Люди рыдали от благоговения и ненависти. И казалось, что сам Единый Бог слышит их...
Перед ними протянулся Скилурский акведук, прямой линией уходящий от города к горизонту. Длинный ряд уцелевших и пол-
ностью обвалившихся арок. Айнрити столпились между обрушенными сваями и грудами щебня, окружили основание стеной щитов и отчаянных воинов. Расстояние сокращалось. Время распалось на мельчайшие мгновения. Какой-то миг песня звучала на фоне слитного шума боя...
Затем мир взорвался.
Ломались копья. Трещали щиты. Лошади пугались и пятились или проталкивались вперед. Люди кололи и рубили. Боевой клич и песня угасли, вместо них к небу поднимались вопли. С высот акведука айнритийские лучники непрерывно осыпали врагов стрелами. Другие воины отламывали камни и сбрасывали их на врага. То и дело язычники прорывались на дальней стороне, где их встречали тидонцы и айнонские рыцари. По всему фронту лилась кровь и шла рукопашная битва.
— Даже дуниане,— говорил Моэнгхус,— не до конца избавились от слабостей. Даже у меня они есть.
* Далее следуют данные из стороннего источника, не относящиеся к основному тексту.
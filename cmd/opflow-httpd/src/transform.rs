//! Image transformation handlers
//!
//! CPU-bound pixel work, dispatched from the router and executed on
//! the worker pool. The compound transforms (cartoonify, contourpaint)
//! run their two independent passes as a `when_all` join on the pool
//! and combine the results by masking.
//!
//! Decoding accepts whatever the `image` crate recognizes (PNG/JPEG
//! here); every transform answers with a JPEG body.

use crate::server::ServerEnv;
use image::{GrayImage, Rgb, RgbImage};
use opflow_core::adapt::{box_sender, let_value, then, transfer_just, when_all, BoxSender};
use opflow_core::error::{OpError, OpResult};
use opflow_core::{just, just_error};
use opflow_http::{ParsedUri, Request, Response, Status};
use opflow_pool::PoolScheduler;
use std::sync::Arc;

/// The transforms reachable under `/transform/{name}`
#[derive(Debug, Clone, Copy, PartialEq, Eq)]
pub enum Kind {
    Blur,
    AdaptThresh,
    ReduceColors,
    Cartoonify,
    OilPainting,
    ContourPaint,
}

impl Kind {
    pub fn from_name(name: &str) -> Option<Kind> {
        match name {
            "blur" => Some(Kind::Blur),
            "adaptthresh" => Some(Kind::AdaptThresh),
            "reducecolors" => Some(Kind::ReduceColors),
            "cartoonify" => Some(Kind::Cartoonify),
            "oilpainting" => Some(Kind::OilPainting),
            "contourpaint" => Some(Kind::ContourPaint),
            _ => None,
        }
    }
}

/// Query parameters shared by the handlers, with their defaults
#[derive(Debug, Clone, Copy)]
pub struct Params {
    pub size: i32,
    pub blur_size: i32,
    pub block_size: i32,
    pub diff: i32,
    pub num_colors: i32,
    pub oil_size: i32,
    pub dyn_ratio: i32,
}

impl Params {
    pub fn from_uri(uri: &ParsedUri<'_>) -> Params {
        Params {
            size: uri.param_int("size", 3),
            blur_size: uri.param_int("blur_size", 3),
            block_size: uri.param_int("block_size", 5),
            diff: uri.param_int("diff", 5),
            num_colors: uri.param_int("num_colors", 5),
            oil_size: uri.param_int("oil_size", 3),
            dyn_ratio: uri.param_int("dyn_ratio", 1),
        }
    }
}

/// Build the handler pipeline for one transform request
pub fn handle(env: &Arc<ServerEnv>, req: Request, kind: Kind, p: Params) -> BoxSender<Response> {
    let pool = env.pool.clone();
    let body = req.body;
    match kind {
        Kind::Blur => unary(body, move |img| encode_jpeg_rgb(&box_blur(&img, p.size))),
        Kind::AdaptThresh => unary(body, move |img| {
            encode_jpeg_gray(&edge_mask(&img, p.blur_size, p.block_size, p.diff))
        }),
        Kind::ReduceColors => unary(body, move |img| {
            encode_jpeg_rgb(&reduce_colors(&img, p.num_colors))
        }),
        Kind::OilPainting => unary(body, move |img| {
            encode_jpeg_rgb(&oil_painting(&img, p.size, p.dyn_ratio))
        }),
        Kind::Cartoonify => masked(
            pool,
            body,
            move |img| edge_mask(img, p.blur_size, p.block_size, p.diff),
            move |img| reduce_colors(img, p.num_colors),
        ),
        Kind::ContourPaint => masked(
            pool,
            body,
            move |img| edge_mask(img, p.blur_size, p.block_size, p.diff),
            move |img| oil_painting(img, p.oil_size, p.dyn_ratio),
        ),
    }
}

/// Decode, run one pass, encode
fn unary(
    body: Vec<u8>,
    pass: impl FnOnce(RgbImage) -> OpResult<Vec<u8>> + Send + 'static,
) -> BoxSender<Response> {
    box_sender(let_value(just(body), move |body: Vec<u8>| {
        match decode(&body).and_then(pass) {
            Ok(bytes) => box_sender(just(jpeg_response(bytes))),
            Err(err) => box_sender(just_error::<Response>(err)),
        }
    }))
}

/// Decode once, run the mask pass and the paint pass concurrently on
/// the pool, join by masking, encode
fn masked(
    pool: PoolScheduler,
    body: Vec<u8>,
    mask_pass: impl FnOnce(&RgbImage) -> GrayImage + Send + 'static,
    paint_pass: impl FnOnce(&RgbImage) -> RgbImage + Send + 'static,
) -> BoxSender<Response> {
    box_sender(let_value(just(body), move |body: Vec<u8>| {
        let img = match decode(&body) {
            Ok(img) => img,
            Err(err) => return box_sender(just_error::<Response>(err)),
        };
        let img2 = img.clone();
        let edges = then(transfer_just(pool.clone(), img), move |img| mask_pass(&img));
        let painted = then(transfer_just(pool, img2), move |img| paint_pass(&img));
        box_sender(let_value(
            when_all(edges, painted),
            move |(mask, painted)| match encode_jpeg_rgb(&apply_mask(&painted, &mask)) {
                Ok(bytes) => box_sender(just(jpeg_response(bytes))),
                Err(err) => box_sender(just_error::<Response>(err)),
            },
        ))
    }))
}

fn decode(body: &[u8]) -> OpResult<RgbImage> {
    image::load_from_memory(body)
        .map(|img| img.to_rgb8())
        .map_err(|_| OpError::Encode)
}

fn jpeg_response(bytes: Vec<u8>) -> Response {
    Response::with_body(Status::Ok, "application/jpeg", bytes)
}

fn encode_jpeg_rgb(img: &RgbImage) -> OpResult<Vec<u8>> {
    let mut out = Vec::new();
    image::codecs::jpeg::JpegEncoder::new(&mut out)
        .encode(
            img.as_raw(),
            img.width(),
            img.height(),
            image::ExtendedColorType::Rgb8,
        )
        .map_err(|_| OpError::Encode)?;
    Ok(out)
}

fn encode_jpeg_gray(img: &GrayImage) -> OpResult<Vec<u8>> {
    let mut out = Vec::new();
    image::codecs::jpeg::JpegEncoder::new(&mut out)
        .encode(
            img.as_raw(),
            img.width(),
            img.height(),
            image::ExtendedColorType::L8,
        )
        .map_err(|_| OpError::Encode)?;
    Ok(out)
}

// ── Pixel passes ──

fn luma(p: &Rgb<u8>) -> u32 {
    (p[0] as u32 * 299 + p[1] as u32 * 587 + p[2] as u32 * 114) / 1000
}

fn to_gray(img: &RgbImage) -> GrayImage {
    GrayImage::from_fn(img.width(), img.height(), |x, y| {
        image::Luma([luma(img.get_pixel(x, y)) as u8])
    })
}

/// Box blur with a square kernel of the given size
fn box_blur(img: &RgbImage, size: i32) -> RgbImage {
    let r = (size.max(1) / 2) as i64;
    let (w, h) = img.dimensions();
    RgbImage::from_fn(w, h, |x, y| {
        let mut sum = [0u32; 3];
        let mut count = 0u32;
        for dy in -r..=r {
            for dx in -r..=r {
                let nx = x as i64 + dx;
                let ny = y as i64 + dy;
                if nx >= 0 && ny >= 0 && (nx as u32) < w && (ny as u32) < h {
                    let p = img.get_pixel(nx as u32, ny as u32);
                    sum[0] += p[0] as u32;
                    sum[1] += p[1] as u32;
                    sum[2] += p[2] as u32;
                    count += 1;
                }
            }
        }
        Rgb([
            (sum[0] / count) as u8,
            (sum[1] / count) as u8,
            (sum[2] / count) as u8,
        ])
    })
}

/// Adaptive threshold: darker than the local mean minus `diff` is edge
fn adapt_thresh(gray: &GrayImage, block_size: i32, diff: i32) -> GrayImage {
    let r = (block_size.max(1) / 2) as i64;
    let (w, h) = gray.dimensions();
    GrayImage::from_fn(w, h, |x, y| {
        let mut sum = 0u32;
        let mut count = 0u32;
        for dy in -r..=r {
            for dx in -r..=r {
                let nx = x as i64 + dx;
                let ny = y as i64 + dy;
                if nx >= 0 && ny >= 0 && (nx as u32) < w && (ny as u32) < h {
                    sum += gray.get_pixel(nx as u32, ny as u32)[0] as u32;
                    count += 1;
                }
            }
        }
        let mean = (sum / count) as i32;
        let pixel = gray.get_pixel(x, y)[0] as i32;
        if pixel < mean - diff {
            image::Luma([0])
        } else {
            image::Luma([255])
        }
    })
}

/// blur, grayscale, adaptive threshold
fn edge_mask(img: &RgbImage, blur_size: i32, block_size: i32, diff: i32) -> GrayImage {
    adapt_thresh(&to_gray(&box_blur(img, blur_size)), block_size, diff)
}

/// Quantize each channel to `num_colors` levels
fn reduce_colors(img: &RgbImage, num_colors: i32) -> RgbImage {
    let n = num_colors.clamp(2, 256) as u32;
    let step = 256 / n;
    let quantize = |v: u8| -> u8 { ((v as u32 / step) * step + step / 2).min(255) as u8 };
    let (w, h) = img.dimensions();
    RgbImage::from_fn(w, h, |x, y| {
        let p = img.get_pixel(x, y);
        Rgb([quantize(p[0]), quantize(p[1]), quantize(p[2])])
    })
}

/// Oil painting: dominant intensity bucket in the neighborhood wins
fn oil_painting(img: &RgbImage, size: i32, dyn_ratio: i32) -> RgbImage {
    let r = size.max(1) as i64;
    let levels = (dyn_ratio.clamp(1, 8) * 8) as usize;
    let (w, h) = img.dimensions();
    RgbImage::from_fn(w, h, |x, y| {
        let mut counts = vec![0u32; levels];
        let mut sums = vec![[0u32; 3]; levels];
        for dy in -r..=r {
            for dx in -r..=r {
                let nx = x as i64 + dx;
                let ny = y as i64 + dy;
                if nx >= 0 && ny >= 0 && (nx as u32) < w && (ny as u32) < h {
                    let p = img.get_pixel(nx as u32, ny as u32);
                    let bucket = (luma(p) as usize * levels / 256).min(levels - 1);
                    counts[bucket] += 1;
                    sums[bucket][0] += p[0] as u32;
                    sums[bucket][1] += p[1] as u32;
                    sums[bucket][2] += p[2] as u32;
                }
            }
        }
        let best = (0..levels).max_by_key(|&i| counts[i]).unwrap_or(0);
        let n = counts[best].max(1);
        Rgb([
            (sums[best][0] / n) as u8,
            (sums[best][1] / n) as u8,
            (sums[best][2] / n) as u8,
        ])
    })
}

/// Paint mask edges (black mask pixels) onto the image
fn apply_mask(img: &RgbImage, mask: &GrayImage) -> RgbImage {
    let (w, h) = img.dimensions();
    RgbImage::from_fn(w, h, |x, y| {
        if mask.get_pixel(x, y)[0] == 0 {
            Rgb([0, 0, 0])
        } else {
            *img.get_pixel(x, y)
        }
    })
}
Даже у тебя, сын мой.
Намек был ясен: «Испытания сломали тебя».
Это ли сдучилось под черными ветвями Умиаки? Келлхус помнил, как его сняли с тела Серве, как забинтовали руки льняными повязками. Он помнил, как жмурился от солнечного света, пробивавшегося сквозь листву. Он помнил, как шел, восставший из смерти, и видел тысячи Людей Бивня: они плакали от изумления, облегчения и восторга, от благоговения...
— Есть нечто большее, отец. Ты должен знать. Ты — кишаурим. Он помнил голос.
ЧТО ТЫ ВИДИШЬ?
Его слепой отец, казалось, внимательно рассматривал его.
— Ты говоришь о видениях, о голосе из ниоткуда. Но скажи мне, где твои доказательства? Почему ты считаешь, что это не безумие?
СКАЖИ МНЕ.
Доказательства? Какие у него есть доказательства? При настоящем наказании душа закрывается. Он видел это столько раз, в стольких глазах... Так почему же он так уверен?
— Но на равнине Менгедды,— сказал он,— шрайские рыцари... То, что я предрек, свершилось.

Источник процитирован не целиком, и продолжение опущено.